*** Opening Task data ***
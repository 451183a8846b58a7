//! Capture process launchers
//!
//! The supervisor only needs a child with piped stdio; how that child is
//! produced is behind [`CaptureLauncher`].

use super::ffmpeg::CapturePlan;
use std::path::PathBuf;
use std::process::Stdio;
use tokio::process::{Child, Command};

#[cfg(windows)]
const CREATE_NO_WINDOW: u32 = 0x0800_0000;

/// Starts the external process for a capture plan
///
/// Implementations must pipe stdin, stdout and stderr.
pub trait CaptureLauncher: Send + Sync {
    /// Short name for logs
    fn id(&self) -> &str;

    fn launch(&self, plan: &CapturePlan) -> std::io::Result<Child>;
}

/// Launches the ffmpeg binary with [`CapturePlan::args`]
#[derive(Debug, Clone)]
pub struct FfmpegLauncher {
    program: PathBuf,
}

impl FfmpegLauncher {
    pub fn new(program: impl Into<PathBuf>) -> Self {
        Self {
            program: program.into(),
        }
    }
}

impl Default for FfmpegLauncher {
    fn default() -> Self {
        Self::new("ffmpeg")
    }
}

impl CaptureLauncher for FfmpegLauncher {
    fn id(&self) -> &str {
        "ffmpeg"
    }

    fn launch(&self, plan: &CapturePlan) -> std::io::Result<Child> {
        let args = plan.args();
        tracing::info!("Starting {:?} for {}: {:?}", self.program, plan.name, args);

        let mut command = Command::new(&self.program);
        command
            .args(&args)
            .stdin(Stdio::piped())
            .stdout(Stdio::piped())
            .stderr(Stdio::piped());

        #[cfg(windows)]
        command.creation_flags(CREATE_NO_WINDOW);

        command.spawn()
    }
}
//! Fixed-capacity buffer of the most recent capture-process stderr lines.

use std::collections::VecDeque;

/// Default number of lines kept
pub const DEFAULT_CAPACITY: usize = 10;

#[derive(Debug, Clone)]
pub struct DiagnosticRing {
    lines: VecDeque<String>,
    capacity: usize,
}

impl DiagnosticRing {
    /// A zero capacity is bumped to one so the last line is always kept
    pub fn new(capacity: usize) -> Self {
        let capacity = capacity.max(1);
        Self {
            lines: VecDeque::with_capacity(capacity),
            capacity,
        }
    }

    /// Append a line, evicting the oldest when full
    pub fn push(&mut self, line: impl Into<String>) {
        if self.lines.len() == self.capacity {
            self.lines.pop_front();
        }
        self.lines.push_back(line.into());
    }

    pub fn len(&self) -> usize {
        self.lines.len()
    }

    pub fn is_empty(&self) -> bool {
        self.lines.is_empty()
    }

    pub fn capacity(&self) -> usize {
        self.capacity
    }

    /// Lines in arrival order, oldest first
    pub fn to_vec(&self) -> Vec<String> {
        self.lines.iter().cloned().collect()
    }

    /// Take every line out, oldest first
    pub fn drain(&mut self) -> Vec<String> {
        self.lines.drain(..).collect()
    }
}

impl Default for DiagnosticRing {
    fn default() -> Self {
        Self::new(DEFAULT_CAPACITY)
    }
}
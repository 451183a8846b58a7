//! Error types and handling
//!
//! Common error types used across the recorder.

use std::path::PathBuf;
use thiserror::Error;

/// Recorder-wide error type
#[derive(Error, Debug)]
pub enum RecorderError {
    #[error("IO error: {0}")]
    Io(#[from] std::io::Error),

    #[error("Serialization error: {0}")]
    Json(#[from] serde_json::Error),

    #[error("Malformed status file {path:?}: {source}")]
    MalformedStatus {
        path: PathBuf,
        #[source]
        source: serde_json::Error,
    },

    #[error("Recorder is already running")]
    AlreadyRunning,

    #[error("Configuration error: {0}")]
    Config(String),
}

/// Result type alias using RecorderError
pub type RecorderResult<T> = Result<T, RecorderError>;
//! Session status read/write operations
//!
//! Each output directory holds a single `fileStatus.json`. The recorder
//! creates it once; every later write is a read-merge-write that only
//! touches `endRecordTime`, so fields owned by other writers (notably
//! `isPost`) survive.

use super::schema::{OwnerInfo, SessionStatus};
use crate::utils::error::{RecorderError, RecorderResult};
use chrono::{DateTime, Utc};
use serde_json::Value;
use std::fs;
use std::path::{Path, PathBuf};

/// Status file name inside every session directory
pub const STATUS_FILE_NAME: &str = "fileStatus.json";

/// Outcome of [`write_or_update`]
#[derive(Debug, Clone, Copy, PartialEq, Eq)]
pub enum StatusWrite {
    Created,
    Updated,
}

/// Path of the status file for a directory
pub fn status_path(dir: &Path) -> PathBuf {
    dir.join(STATUS_FILE_NAME)
}

/// Read the status record, `None` if the directory has none yet
pub fn read_status(dir: &Path) -> RecorderResult<Option<SessionStatus>> {
    let path = status_path(dir);
    if !path.exists() {
        return Ok(None);
    }

    let content = fs::read_to_string(&path)?;
    let status = serde_json::from_str(&content)
        .map_err(|source| RecorderError::MalformedStatus { path, source })?;

    Ok(Some(status))
}

/// Whether the session in `dir` was already posted by the upload pipeline
pub fn sync(dir: &Path) -> RecorderResult<bool> {
    Ok(read_status(dir)?.map(|s| s.is_posted).unwrap_or(false))
}

/// Create the status record or stamp `endRecordTime` on the existing one
pub fn write_or_update(
    dir: &Path,
    name: &str,
    session_label: &str,
    owner: &OwnerInfo,
) -> RecorderResult<StatusWrite> {
    write_or_update_at(dir, name, session_label, owner, Utc::now())
}

pub(crate) fn write_or_update_at(
    dir: &Path,
    name: &str,
    session_label: &str,
    owner: &OwnerInfo,
    now: DateTime<Utc>,
) -> RecorderResult<StatusWrite> {
    let path = status_path(dir);

    if !path.exists() {
        let status = SessionStatus::new(
            dir.to_string_lossy().to_string(),
            name,
            session_label,
            owner,
            now,
        );
        let content = serde_json::to_string_pretty(&status)?;
        write_atomic(&path, &content)?;
        tracing::debug!("Created {:?}: {}", path, content);
        return Ok(StatusWrite::Created);
    }

    let content = fs::read_to_string(&path)?;
    let mut record: Value = serde_json::from_str(&content).map_err(|source| {
        RecorderError::MalformedStatus {
            path: path.clone(),
            source,
        }
    })?;

    let Some(fields) = record.as_object_mut() else {
        return Err(RecorderError::MalformedStatus {
            path,
            source: serde::de::Error::custom("status record is not a JSON object"),
        });
    };
    fields.insert("endRecordTime".to_string(), serde_json::to_value(now)?);

    let content = serde_json::to_string_pretty(&record)?;
    write_atomic(&path, &content)?;
    tracing::info!("Wrote endRecordTime to {:?}", path);

    Ok(StatusWrite::Updated)
}

fn write_atomic(path: &Path, content: &str) -> RecorderResult<()> {
    let tmp = path.with_extension("json.tmp");
    fs::write(&tmp, content)?;
    fs::rename(&tmp, path)?;
    Ok(())
}
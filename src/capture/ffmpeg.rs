//! FFmpeg invocation for live capture
//!
//! Builds the argument list for a segmenting, self-reconnecting stream
//! copy. Audio is re-encoded through a high-pass filter; video is copied
//! with keyframes forced at every segment boundary so each part plays on
//! its own.

use crate::config::RecorderConfig;
use std::path::{Path, PathBuf};
use uuid::Uuid;

/// Oldest and newest Chrome major version used in the User-Agent header
const CHROME_MAJOR_RANGE: (u32, u32) = (100, 120);

/// Everything needed to launch one capture process
#[derive(Debug, Clone, PartialEq, Eq)]
pub struct CapturePlan {
    pub name: String,
    pub session_label: String,
    pub stream_url: String,
    pub output_dir: PathBuf,
    /// Number of the first segment written by this process
    pub start_number: usize,
    pub segment_duration_secs: u64,
    pub video_ext: String,
    pub rw_timeout_us: u64,
    pub reconnect_delay_max_secs: u64,
    pub audio_bitrate: String,
    pub highpass_hz: u32,
    pub io_buffer_size: u64,
    /// Major version advertised in the User-Agent header
    pub chrome_major: u32,
}

impl CapturePlan {
    pub fn new(
        config: &RecorderConfig,
        name: &str,
        session_label: &str,
        stream_url: &str,
        output_dir: &Path,
        start_number: usize,
    ) -> Self {
        Self {
            name: name.to_string(),
            session_label: session_label.to_string(),
            stream_url: stream_url.to_string(),
            output_dir: output_dir.to_path_buf(),
            start_number,
            segment_duration_secs: config.segment_duration_secs,
            video_ext: config.video_ext.clone(),
            rw_timeout_us: config.rw_timeout_us,
            reconnect_delay_max_secs: config.reconnect_delay_max_secs,
            audio_bitrate: config.audio_bitrate.clone(),
            highpass_hz: config.highpass_hz,
            io_buffer_size: config.io_buffer_size,
            chrome_major: random_chrome_major(),
        }
    }

    /// `<dir>/<name>-<label>-part-%03d.<ext>`
    pub fn output_pattern(&self) -> PathBuf {
        self.output_dir.join(format!(
            "{}-{}-part-%03d.{}",
            self.name, self.session_label, self.video_ext
        ))
    }

    pub fn args(&self) -> Vec<String> {
        let mut args = vec![
            "-hide_banner".to_string(),
            "-y".to_string(),
            "-headers".to_string(),
            request_headers(self.chrome_major),
            "-i".to_string(),
            self.stream_url.clone(),
            "-c:v".to_string(),
            "copy".to_string(),
            "-c:a".to_string(),
            "aac".to_string(),
            // Cut low-frequency rumble before encoding
            "-af".to_string(),
            format!("highpass=f={}", self.highpass_hz),
            "-b:a".to_string(),
            self.audio_bitrate.clone(),
        ];

        // Segmented output
        args.extend([
            "-f".to_string(),
            "segment".to_string(),
            "-segment_time".to_string(),
            self.segment_duration_secs.to_string(),
            "-segment_start_number".to_string(),
            self.start_number.to_string(),
            "-reset_timestamps".to_string(),
            "1".to_string(),
        ]);

        // Network resilience
        args.extend([
            "-rw_timeout".to_string(),
            self.rw_timeout_us.to_string(),
            "-reconnect".to_string(),
            "1".to_string(),
            "-reconnect_delay_max".to_string(),
            self.reconnect_delay_max_secs.to_string(),
            "-reconnect_on_http_error".to_string(),
            "1".to_string(),
            "-reconnect_on_network_error".to_string(),
            "1".to_string(),
            "-reconnect_streamed".to_string(),
            "1".to_string(),
            "-reconnect_at_eof".to_string(),
            "1".to_string(),
            "-fflags".to_string(),
            "flush_packets+genpts".to_string(),
            "-buffer_size".to_string(),
            self.io_buffer_size.to_string(),
            "-force_key_frames".to_string(),
            "expr:gte(t,n_forced*segment_time)".to_string(),
        ]);

        args.push(self.output_pattern().to_string_lossy().to_string());
        args
    }
}

/// Header block for the outbound request, one CRLF-terminated line each
pub fn request_headers(chrome_major: u32) -> String {
    let headers = [
        (
            "Accept",
            "text/html,application/xhtml+xml,application/xml;q=0.9,*/*;q=0.8".to_string(),
        ),
        ("Accept-Encoding", "gzip, deflate".to_string()),
        (
            "Accept-Language",
            "zh-CN,zh;q=0.8,en-US;q=0.5,en;q=0.3".to_string(),
        ),
        (
            "User-Agent",
            format!(
                "Mozilla/5.0 (Windows NT 10.0; Win64; x64) AppleWebKit/537.36 (KHTML, like Gecko) Chrome/{}.0.0.0 Safari/537.36",
                chrome_major
            ),
        ),
    ];

    headers
        .iter()
        .map(|(key, value)| format!("{}: {}\r\n", key, value))
        .collect()
}

/// Uniform pick from [`CHROME_MAJOR_RANGE`]
pub fn random_chrome_major() -> u32 {
    let (low, high) = CHROME_MAJOR_RANGE;
    let bytes = Uuid::new_v4().into_bytes();
    let sample = u32::from_le_bytes([bytes[0], bytes[1], bytes[2], bytes[3]]);
    low + sample % (high - low + 1)
}
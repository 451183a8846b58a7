//! Output directory resolution
//!
//! Picks `<root>/<name>/<label>` for a session and decides whether to
//! resume into it or branch off to `<label> HH-MM` because the session
//! there has already been handed to the upload pipeline.

use super::tables::{DirectoryClaims, UploadStatusTable};
use crate::status;
use crate::utils::error::RecorderResult;
use chrono::NaiveTime;
use std::fs;
use std::path::{Path, PathBuf};

/// Where a session writes and which segment number it starts at
#[derive(Debug, Clone, PartialEq, Eq)]
pub struct ResolvedPath {
    pub dir: PathBuf,
    pub session_label: String,
    pub start_number: usize,
    /// The canonical directory belonged to a posted or uploading session
    pub collided: bool,
}

pub struct PathResolver<'a> {
    root: &'a Path,
    video_ext: &'a str,
    claims: &'a DirectoryClaims,
    uploads: &'a UploadStatusTable,
}

impl<'a> PathResolver<'a> {
    pub fn new(
        root: &'a Path,
        video_ext: &'a str,
        claims: &'a DirectoryClaims,
        uploads: &'a UploadStatusTable,
    ) -> Self {
        Self {
            root,
            video_ext,
            claims,
            uploads,
        }
    }

    /// Resolve and create the directory for `name`/`session_label`.
    ///
    /// `now` supplies the `HH-MM` suffix used when the canonical directory
    /// is taken by a finished session.
    pub fn resolve(
        &self,
        name: &str,
        session_label: &str,
        now: NaiveTime,
    ) -> RecorderResult<ResolvedPath> {
        let owner_dir = self.root.join(name);
        fs::create_dir_all(&owner_dir)?;

        let canonical = owner_dir.join(session_label);
        let posted = status::sync(&canonical)?;

        if !canonical.exists() {
            fs::create_dir(&canonical)?;
            tracing::debug!("Created session directory {:?}", canonical);
            return Ok(ResolvedPath {
                dir: canonical,
                session_label: session_label.to_string(),
                start_number: 0,
                collided: false,
            });
        }

        if posted || self.uploads.is_uploading(&canonical) {
            let label = format!("{} {}", session_label, now.format("%H-%M"));
            let dir = owner_dir.join(&label);
            tracing::info!(
                "{:?} already {}, recording into {:?}",
                canonical,
                if posted { "posted" } else { "uploading" },
                dir
            );

            self.claims.release(&canonical);
            fs::create_dir_all(&dir)?;
            // Same-minute restarts land here twice; never overwrite
            let start_number = count_segments(&dir, self.video_ext)?;

            return Ok(ResolvedPath {
                dir,
                session_label: label,
                start_number,
                collided: true,
            });
        }

        let start_number = count_segments(&canonical, self.video_ext)?;
        tracing::info!("Resuming {:?} at segment {}", canonical, start_number);

        Ok(ResolvedPath {
            dir: canonical,
            session_label: session_label.to_string(),
            start_number,
            collided: false,
        })
    }
}

/// Number of files in `dir` (not recursive) with extension `ext`
pub fn count_segments(dir: &Path, ext: &str) -> RecorderResult<usize> {
    let mut count = 0;
    for entry in fs::read_dir(dir)? {
        let path = entry?.path();
        if path.is_file() && path.extension().and_then(|e| e.to_str()) == Some(ext) {
            count += 1;
        }
    }
    Ok(count)
}

#[cfg(test)]
mod tests {
    use super::*;
    use crate::recorder::tables::UploadState;
    use crate::status::{status_path, write_or_update, OwnerInfo};
    use tempfile::tempdir;

    fn at(h: u32, m: u32) -> NaiveTime {
        NaiveTime::from_hms_opt(h, m, 0).unwrap()
    }

    #[test]
    fn test_fresh_directory_starts_at_zero() {
        let root = tempdir().unwrap();
        let claims = DirectoryClaims::new();
        let uploads = UploadStatusTable::new();
        let resolver = PathResolver::new(root.path(), "mp4", &claims, &uploads);

        let resolved = resolver.resolve("alice", "2024-05-01", at(9, 0)).unwrap();
        assert_eq!(resolved.dir, root.path().join("alice").join("2024-05-01"));
        assert!(resolved.dir.is_dir());
        assert_eq!(resolved.start_number, 0);
        assert_eq!(resolved.session_label, "2024-05-01");
        assert!(!resolved.collided);
    }

    #[test]
    fn test_resume_counts_existing_segments() {
        let root = tempdir().unwrap();
        let claims = DirectoryClaims::new();
        let uploads = UploadStatusTable::new();
        let dir = root.path().join("alice").join("2024-05-01");
        fs::create_dir_all(&dir).unwrap();
        fs::write(dir.join("alice-2024-05-01-part-000.mp4"), b"").unwrap();
        fs::write(dir.join("alice-2024-05-01-part-001.mp4"), b"").unwrap();
        fs::write(dir.join("notes.txt"), b"").unwrap();
        write_or_update(&dir, "alice", "2024-05-01", &OwnerInfo::new("room")).unwrap();

        let resolver = PathResolver::new(root.path(), "mp4", &claims, &uploads);
        let resolved = resolver.resolve("alice", "2024-05-01", at(9, 0)).unwrap();

        assert_eq!(resolved.dir, dir);
        assert_eq!(resolved.start_number, 2);
        assert!(!resolved.collided);
    }

    #[test]
    fn test_posted_session_branches_off() {
        let root = tempdir().unwrap();
        let claims = DirectoryClaims::new();
        let uploads = UploadStatusTable::new();
        let dir = root.path().join("alice").join("2024-05-01");
        fs::create_dir_all(&dir).unwrap();
        fs::write(dir.join("alice-2024-05-01-part-000.mp4"), b"").unwrap();
        fs::write(status_path(&dir), r#"{ "isPost": true }"#).unwrap();
        claims.claim(&dir);

        let resolver = PathResolver::new(root.path(), "mp4", &claims, &uploads);
        let resolved = resolver.resolve("alice", "2024-05-01", at(14, 5)).unwrap();

        assert_eq!(resolved.session_label, "2024-05-01 14-05");
        assert_eq!(resolved.dir, root.path().join("alice").join("2024-05-01 14-05"));
        assert!(resolved.dir.is_dir());
        assert_eq!(resolved.start_number, 0);
        assert!(resolved.collided);
        assert!(!claims.is_claimed(&dir));
    }

    #[test]
    fn test_uploading_session_branches_off() {
        let root = tempdir().unwrap();
        let claims = DirectoryClaims::new();
        let uploads = UploadStatusTable::new();
        let dir = root.path().join("alice").join("2024-05-01");
        fs::create_dir_all(&dir).unwrap();
        uploads.set(&dir, UploadState::Uploading);

        let resolver = PathResolver::new(root.path(), "mp4", &claims, &uploads);
        let resolved = resolver.resolve("alice", "2024-05-01", at(23, 59)).unwrap();

        assert_eq!(resolved.session_label, "2024-05-01 23-59");
        assert!(resolved.collided);
    }

    #[test]
    fn test_malformed_status_fails_resolution() {
        let root = tempdir().unwrap();
        let claims = DirectoryClaims::new();
        let uploads = UploadStatusTable::new();
        let dir = root.path().join("alice").join("2024-05-01");
        fs::create_dir_all(&dir).unwrap();
        fs::write(status_path(&dir), "nope").unwrap();

        let resolver = PathResolver::new(root.path(), "mp4", &claims, &uploads);
        assert!(resolver.resolve("alice", "2024-05-01", at(9, 0)).is_err());
    }

    #[test]
    fn test_count_segments_ignores_other_extensions() {
        let dir = tempdir().unwrap();
        fs::write(dir.path().join("a.mp4"), b"").unwrap();
        fs::write(dir.path().join("b.flv"), b"").unwrap();
        fs::create_dir(dir.path().join("c.mp4")).unwrap();

        assert_eq!(count_segments(dir.path(), "mp4").unwrap(), 1);
        assert_eq!(count_segments(dir.path(), "flv").unwrap(), 1);
    }
}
*** Closing Task data ***
__Try it__:
Restate the records above verbatim up to and including the line containing "stdout and stderr.".

__The completed task__:
repository 451183a8846b58a7
//! Capture process launchers
//!
//! The supervisor only needs a child with piped stdio; how that child is
//! produced is behind [`CaptureLauncher`].

use super::ffmpeg::CapturePlan;
use std::path::PathBuf;
use std::process::Stdio;
use tokio::process::{Child, Command};

#[cfg(windows)]
const CREATE_NO_WINDOW: u32 = 0x0800_0000;

/// Starts the external process for a capture plan
///
/// Implementations must pipe stdin, stdout and stderr.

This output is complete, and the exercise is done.